Updated: Sep 09, 2015


Umbilical cord abnormalities are numerous, ranging from false knots, which have no clinical significance, to vasa previa, which often leads to fetal death. As prenatal ultrasonography becomes increasingly sophisticated, many of these conditions are being diagnosed in utero. However, many are not apparent before delivery, and the only forewarning is related to their association with certain conditions such as monochorionic twins and placental abruption.

This article outlines the risk factors for known umbilical cord complications and the available courses of action to avert their associated morbidity and mortality.


Cord Length

The length of the umbilical cord varies from no cord (achordia) to 300 cm, with diameters up to 3 cm. Umbilical cords are helical in nature, with as many as 380 helices. An average umbilical cord is 55 cm long, with a diameter of 1-2 cm and 11 helices.[1] For unknown reasons, most cords coil to the left.[2] About 5% of cords are shorter than 35 cm, and another 5% are longer than 80 cm.[3]

Causes of differences in cord length are unknown[4] ; however, the length of the cord is thought to reflect movement of the fetus in utero. Specific cell type differences in protein expression patterns of several genes related to cell proliferation may also have a contributory role in cord length anomalies.[4]

Short cords are associated with fetal movement disorders and intrauterine constraint, as well as placental abruption, cord rupture, and emergent cesarean deliveries (ECDs) for nonreassuring fetal heart rate (NRFHR).[5] Although short cords have been blamed for the inability of some fetuses to deliver vaginally, available data suggest that vaginal delivery can take place with cords as short as 13 cm,[6] which is much shorter than the normal range.

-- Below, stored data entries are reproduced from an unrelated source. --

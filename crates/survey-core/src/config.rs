//! Planner tunables.

use serde::{Deserialize, Serialize};

use crate::grid::{DEFAULT_MARGIN_CELLS, MAX_GRID_CELLS};
use crate::models::{MovingDirection, Orientation, SweepDirection};

/// Full configuration for one boundary/spacing planning pass.
#[derive(Debug, Clone, Serialize, Deserialize)]
#[serde(default)]
pub struct PlannerConfig {
    /// Row spacing and grid resolution in meters
    pub spacing_m: f64,
    pub moving_direction: MovingDirection,
    pub sweep_direction: SweepDirection,
    pub orientation: Orientation,
    /// Waypoint budget used to derive the finest spacing
    pub max_waypoints: usize,
    /// Floor for the finest spacing in meters
    pub min_base_step_m: f64,
    /// Direction change (degrees) that counts as a turn
    pub turning_angle_tol_deg: f64,
    /// Empty cells added around the boundary on each axis
    pub grid_margin_cells: usize,
    /// Rasterization budget; larger grids are rejected
    pub max_grid_cells: usize,
    /// Minimum half-width when buffering a line into a corridor, in meters
    pub min_line_buffer_m: f64,
}

impl Default for PlannerConfig {
    fn default() -> Self {
        Self {
            spacing_m: 10.0,
            moving_direction: MovingDirection::Right,
            sweep_direction: SweepDirection::Up,
            orientation: Orientation::Auto,
            max_waypoints: 5000,
            min_base_step_m: 0.1,
            turning_angle_tol_deg: 1.0,
            grid_margin_cells: DEFAULT_MARGIN_CELLS,
            max_grid_cells: MAX_GRID_CELLS,
            min_line_buffer_m: 5.0,
        }
    }
}

impl PlannerConfig {
    pub fn with_spacing(spacing_m: f64) -> Self {
        Self {
            spacing_m,
            ..Self::default()
        }
    }

    pub fn sweep_params(&self) -> SweepParams {
        SweepParams {
            spacing_m: self.spacing_m,
            moving_direction: self.moving_direction,
            sweep_direction: self.sweep_direction,
            orientation: self.orientation,
            grid_margin_cells: self.grid_margin_cells,
            max_grid_cells: self.max_grid_cells,
        }
    }

    pub fn resolution(&self) -> ResolutionConfig {
        ResolutionConfig {
            max_waypoints: self.max_waypoints,
            min_base_step_m: self.min_base_step_m,
            turning_angle_tol_deg: self.turning_angle_tol_deg,
        }
    }
}

/// Inputs to the coverage path search.
#[derive(Debug, Clone, Copy, PartialEq, Serialize, Deserialize)]
pub struct SweepParams {
    pub spacing_m: f64,
    pub moving_direction: MovingDirection,
    pub sweep_direction: SweepDirection,
    pub orientation: Orientation,
    pub grid_margin_cells: usize,
    pub max_grid_cells: usize,
}

impl Default for SweepParams {
    fn default() -> Self {
        PlannerConfig::default().sweep_params()
    }
}

/// Inputs to the resolution model builder.
#[derive(Debug, Clone, Copy, PartialEq, Serialize, Deserialize)]
pub struct ResolutionConfig {
    pub max_waypoints: usize,
    pub min_base_step_m: f64,
    pub turning_angle_tol_deg: f64,
}

impl Default for ResolutionConfig {
    fn default() -> Self {
        PlannerConfig::default().resolution()
    }
}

Excessively long cords are associated with fetal entanglement, true knots, and thrombi.[1, 7]

Assessing cord length prenatally is not possible.

Both increased or decreased umbilical cord coiling has been associated with abnormal outcomes, although some publications suggest that in unselected populations, the degree of coiling is not significant.[8] In addition, the direction of coiling has been studied, although the data are not extensive, rightward coiling may be associated with a higher risk.[9]

In cases of placental abruption, oligohydramnios, or breech presentation, consideration may be given to measurement and documentation of cord length after birth, because an abnormal cord length argues for a long-term fetal condition.

In a twin gestation study, umbilical cord coiling was not associated with zygosity (ie, coiling did not appear to be genetically influenced by zygosity).[10]


Single Umbilical Artery

The umbilical cord normally contains two arteries and a single vein. Occasionally, one umbilical artery is absent, with the left artery absent more commonly than the right. Single umbilical arteries are associated more commonly with fetal anomalies than normal umbilical cords.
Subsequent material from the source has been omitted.